R: Thank you very much for your comment. We now included the Kaplan Meier curves (as explained in the previous comment) as a supplemental material (Supplemental material 2). One curve with the risk score evaluated at the time of transplant and the other with the score evaluated at 6 months in those still under follow-up.  

 

  1. Lack of information about immunosuppression as a limitation should also mention the widespread change in immunosuppression over time - especially in renal transplantation following the publication of the ELITE-SYMPHONY trial, leading to a shift away from ciclosporin/azathioprine and towards tacrolimus/mycophenolate. It may be helpful, in the absence of specific data regarding this in the cohort, to discuss changes in both the derivation and validation units' practices over this time.

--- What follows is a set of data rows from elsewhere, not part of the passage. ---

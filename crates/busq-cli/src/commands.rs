//! Command handlers

use std::path::PathBuf;
use std::thread;
use std::time::Duration as StdDuration;

use busq_app::app::{track_bus, BoardFilter, BookingRequest, BookingService, TripBoard};
use busq_app::config::{Config, MAX_REFRESH_SECS};
use busq_app::export::{export_receipt_html, render_receipt_text};
use busq_app::network::TransitNetwork;
use busq_app::repository::{open_reservation_repo, FileReservationRepository};
use busq_domain::model::{DailySchedule, Reservation};
use busq_types::{BusType, Direction, OutputFormat, Result};
use chrono::{Duration, Local, NaiveDate, NaiveDateTime};

use crate::cli::{Cli, Commands};
use crate::output::{
    output_board, output_quote, output_reservation, output_schedule, output_seats, output_stops,
    output_tracking,
};

/// Current instant, real or simulated via `--date` / `--at`
#[derive(Debug, Clone, Copy)]
struct Clock {
    now: NaiveDateTime,
    simulated: bool,
}

impl Clock {
    fn from_cli(cli: &Cli) -> Self {
        let real = Local::now().naive_local();
        let simulated = cli.at.is_some() || cli.date.is_some();
        let date = cli.date.unwrap_or(real.date());
        let time = cli.at.unwrap_or(real.time());
        Self {
            now: date.and_time(time),
            simulated,
        }
    }

    fn service_date(&self) -> NaiveDate {
        self.now.date()
    }

    /// Move to the next refresh: simulated clocks step by the interval
    fn advance(&mut self, interval_secs: u64) {
        if self.simulated {
            self.now += Duration::seconds(interval_secs as i64);
        } else {
            self.now = Local::now().naive_local();
        }
    }
}

/// Execute CLI command
pub fn execute(cli: Cli) -> Result<()> {
    let config = Config::load()?;
    let output_format = cli.format.unwrap_or(config.output_format);

    if let Commands::Config {
        show,
        set_output,
        set_refresh,
        set_travel_duration,
        set_layover,
        set_round_trip,
        set_store_dir,
        set_fleet_file,
        set_fare_table_file,
        reset,
    } = &cli.command
    {
        return cmd_config(
            *show,
            ConfigUpdate {
                output_format: *set_output,
                refresh_interval_secs: *set_refresh,
                travel_duration_mins: *set_travel_duration,
                layover_mins: *set_layover,
                round_trip: *set_round_trip,
                store_dir: set_store_dir.clone(),
                fleet_file: set_fleet_file.clone(),
                fare_table_file: set_fare_table_file.clone(),
            },
            *reset,
        );
    }

    let network = TransitNetwork::from_config(&config)?;
    let clock = Clock::from_cli(&cli);
    tracing::debug!(now = %clock.now, simulated = clock.simulated, "clock");

    match &cli.command {
        Commands::Trips {
            bus_type,
            direction,
            watch,
        } => cmd_trips(
            &config,
            &network,
            clock,
            *bus_type,
            *direction,
            *watch,
            output_format,
        ),

        Commands::Schedule => {
            let schedule = network.schedule(clock.service_date());
            output_schedule(output_format, &schedule, clock.now)
        }

        Commands::Track { bus_id, watch } => {
            cmd_track(&config, &network, clock, bus_id, *watch, output_format)
        }

        Commands::Seats { trip_id } => {
            let service = booking_service(&config, &network, &cli, trip_id)?;
            let layout = service.seat_layout(trip_id)?;
            output_seats(output_format, trip_id, &layout)
        }

        Commands::Stops { direction } => {
            output_stops(output_format, *direction, network.fares.stops(*direction))
        }

        Commands::Fare {
            trip_id,
            stop,
            category,
            seats,
        } => {
            let service = booking_service(&config, &network, &cli, trip_id)?;
            let quote = service.quote(trip_id, stop.as_deref(), *category, *seats)?;
            output_quote(output_format, trip_id, &quote)
        }

        Commands::Book {
            trip_id,
            name,
            category,
            stop,
            seats,
        } => {
            let service = booking_service(&config, &network, &cli, trip_id)?;
            let request = BookingRequest {
                trip_id: trip_id.clone(),
                passenger_name: name.clone(),
                category: *category,
                drop_off: stop.clone(),
                seats: seats.clone(),
            };
            let reservation = service.start_booking(&request, clock.now)?;
            output_reservation(output_format, &reservation)
        }

        Commands::Pay { payment_type } => {
            let service = BookingService::new(
                open_reservation_repo(&config)?,
                network.schedule(clock.service_date()),
                network.fares.clone(),
            );
            let reservation = service.pay(*payment_type)?;
            output_reservation(output_format, &reservation)
        }

        Commands::Receipt { id, html } => {
            let service = BookingService::new(
                open_reservation_repo(&config)?,
                network.schedule(clock.service_date()),
                network.fares.clone(),
            );
            let reservation = service.receipt(id)?;
            cmd_receipt(&reservation, html.clone(), output_format)
        }

        Commands::Config { .. } => Ok(()),
    }
}

/// Schedule that contains `trip_id`.
///
/// Without `--date`, the date is read from the trip id; a return leg that
/// departs after midnight belongs to the previous service date.
fn schedule_for_trip(network: &TransitNetwork, cli: &Cli, trip_id: &str) -> DailySchedule {
    if let Some(date) = cli.date {
        return network.schedule(date);
    }

    let fallback = Local::now().date_naive();
    let Some(date) = trip_date_from_id(trip_id) else {
        return network.schedule(fallback);
    };

    let schedule = network.schedule(date);
    if schedule.find_leg(trip_id.trim()).is_some() {
        return schedule;
    }
    match date.pred_opt() {
        Some(previous) => {
            let earlier = network.schedule(previous);
            if earlier.find_leg(trip_id.trim()).is_some() {
                earlier
            } else {
                schedule
            }
        }
        None => schedule,
    }
}

/// Date part of a `{bus}-{dir}-{yyyyMMddHHmm}` trip id
fn trip_date_from_id(trip_id: &str) -> Option<NaiveDate> {
    let stamp = trip_id.trim().rsplit('-').next()?;
    NaiveDateTime::parse_from_str(stamp, "%Y%m%d%H%M")
        .ok()
        .map(|dt| dt.date())
}

fn booking_service(
    config: &Config,
    network: &TransitNetwork,
    cli: &Cli,
    trip_id: &str,
) -> Result<BookingService<FileReservationRepository>> {
    Ok(BookingService::new(
        open_reservation_repo(config)?,
        schedule_for_trip(network, cli, trip_id),
        network.fares.clone(),
    ))
}

fn cmd_trips(
    config: &Config,
    network: &TransitNetwork,
    mut clock: Clock,
    bus_type: Option<BusType>,
    direction: Option<Direction>,
    watch: bool,
    output_format: OutputFormat,
) -> Result<()> {
    let filter = BoardFilter {
        bus_type,
        direction,
    };

    loop {
        let schedule = network.schedule(clock.service_date());
        let board = TripBoard::build(&schedule, clock.now, &filter);
        output_board(output_format, &board)?;

        if !watch {
            return Ok(());
        }
        wait_for_refresh(config, &mut clock);
    }
}

fn cmd_track(
    config: &Config,
    network: &TransitNetwork,
    mut clock: Clock,
    bus_id: &str,
    watch: bool,
    output_format: OutputFormat,
) -> Result<()> {
    loop {
        let schedule = network.schedule(clock.service_date());
        let entry = track_bus(&schedule, bus_id, clock.now)?;
        output_tracking(output_format, &entry)?;

        if !watch {
            return Ok(());
        }
        wait_for_refresh(config, &mut clock);
    }
}

fn refresh_interval(config: &Config) -> u64 {
    config.refresh_interval_secs.clamp(1, MAX_REFRESH_SECS)
}

fn wait_for_refresh(config: &Config, clock: &mut Clock) {
    let interval = refresh_interval(config);
    thread::sleep(StdDuration::from_secs(interval));
    clock.advance(interval);
}

fn cmd_receipt(
    reservation: &Reservation,
    html: Option<PathBuf>,
    output_format: OutputFormat,
) -> Result<()> {
    if output_format == OutputFormat::Json {
        output_reservation(output_format, reservation)?;
    } else {
        print!("\n{}", render_receipt_text(reservation));
    }

    if let Some(path) = html {
        export_receipt_html(reservation, &path)?;
        if output_format != OutputFormat::Json {
            println!("\nHTML receipt written to {}", path.display());
        }
    }
    Ok(())
}

/// Config fields to overwrite
#[derive(Debug, Default)]
struct ConfigUpdate {
    output_format: Option<OutputFormat>,
    refresh_interval_secs: Option<u64>,
    travel_duration_mins: Option<i64>,
    layover_mins: Option<i64>,
    round_trip: Option<bool>,
    store_dir: Option<PathBuf>,
    fleet_file: Option<PathBuf>,
    fare_table_file: Option<PathBuf>,
}

impl ConfigUpdate {
    /// Apply to `config`, returning whether anything changed
    fn apply(self, config: &mut Config) -> bool {
        let mut modified = false;

        if let Some(output_format) = self.output_format {
            config.output_format = output_format;
            modified = true;
        }
        if let Some(secs) = self.refresh_interval_secs {
            config.refresh_interval_secs = secs;
            modified = true;
        }
        if let Some(mins) = self.travel_duration_mins {
            config.travel_duration_mins = mins;
            modified = true;
        }
        if let Some(mins) = self.layover_mins {
            config.layover_mins = mins;
            modified = true;
        }
        if let Some(round_trip) = self.round_trip {
            config.round_trip = round_trip;
            modified = true;
        }
        if let Some(dir) = self.store_dir {
            config.store_dir = Some(dir);
            modified = true;
        }
        if let Some(path) = self.fleet_file {
            config.fleet_file = Some(path);
            modified = true;
        }
        if let Some(path) = self.fare_table_file {
            config.fare_table_file = Some(path);
            modified = true;
        }

        modified
    }
}

fn cmd_config(show: bool, update: ConfigUpdate, reset: bool) -> Result<()> {
    if reset {
        let config = Config::default();
        config.save()?;
        println!("Configuration reset to defaults");
        println!("\n{}", config);
        return Ok(());
    }

    let mut config = Config::load()?;
    let modified = update.apply(&mut config);

    if modified {
        config.save()?;
        println!("Configuration updated");
    }

    if show || !modified {
        println!("{}", config);
    }

    Ok(())
}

R: Thank you very much for your comment. Recent studies have shown that azathioprine related regimens result in higher risk of PTLD. Therefore, one could imagine that shift in immunosuppressive regimens over calendar period could impact PTLD incidence. However, even though fewer toxic regimens may be used in newer time, this is not translated into lower incidence of PTLD over time. This is likely due to more awareness and that the transplant population is older and have higher risk of cancer in general, including lymphomas. For this study, according to the clinicians of the validation cohort (STCS), the current immunosuppressive scheme (available in reference 15 of the paper) does not differ much from the previous ones. For the derivation cohort, the current immunosuppressive scheme is seen in both reference 14 and in the Supplemental material 1.  For kidney recipients, since 2004 the quadruple therapy is in use as “standard therapy”, meaning an induction phase+ 3 different immunosuppressive drugs as maintenance phase. The differences from the current immunosuppressive scheme to the previous ones were that for the induction phase Daclizumab was used before 2008 and for the maintenance phase Cyclosporine was used before 2012 and prednisolone is in use since 2004, initially with a higher dose that was reduced in 2008 and with a further reduction from 2012, to reduce its possible side effects. We included this information in the text, on page 13, lines 174-180.

 

According to clinicians of the validation cohort, their current immunosuppressive scheme did not differ more from the previous ones. For the kidney recipients in the derivation cohort, since 2004 the quadruple therapy is in use as “standard therapy”, with an induction phase and three different immunosuppressive drugs as maintenance phase. The differences from the current immunosuppressive scheme to the previous ones were that for the induction phase Daclizumab was used before 2008 and for the maintenance phase Cyclosporine was used before 2012 and prednisolone is in use since 2004, initially with a higher dose that was reduced in 2008 and with a further reduction from 2012 to minimize its possible side effects

 

 

Minor comments:

  1. Table 1 should also include duration of follow-up for participants.

R: Thank you for the comment. We included the follow-up for participants in Table 1.

  1. Page 10 line 66 demonstrates repetition ("a negative EBV DNA")

R: Thank you for noticing my mistake. I deleted the repetition.

Author Response File: Author Response.doc

Round 2

Reviewer 3 Report

Thank you for incorporating the changes made. I have no further concerns or comments and applaud the authors on this piece of work.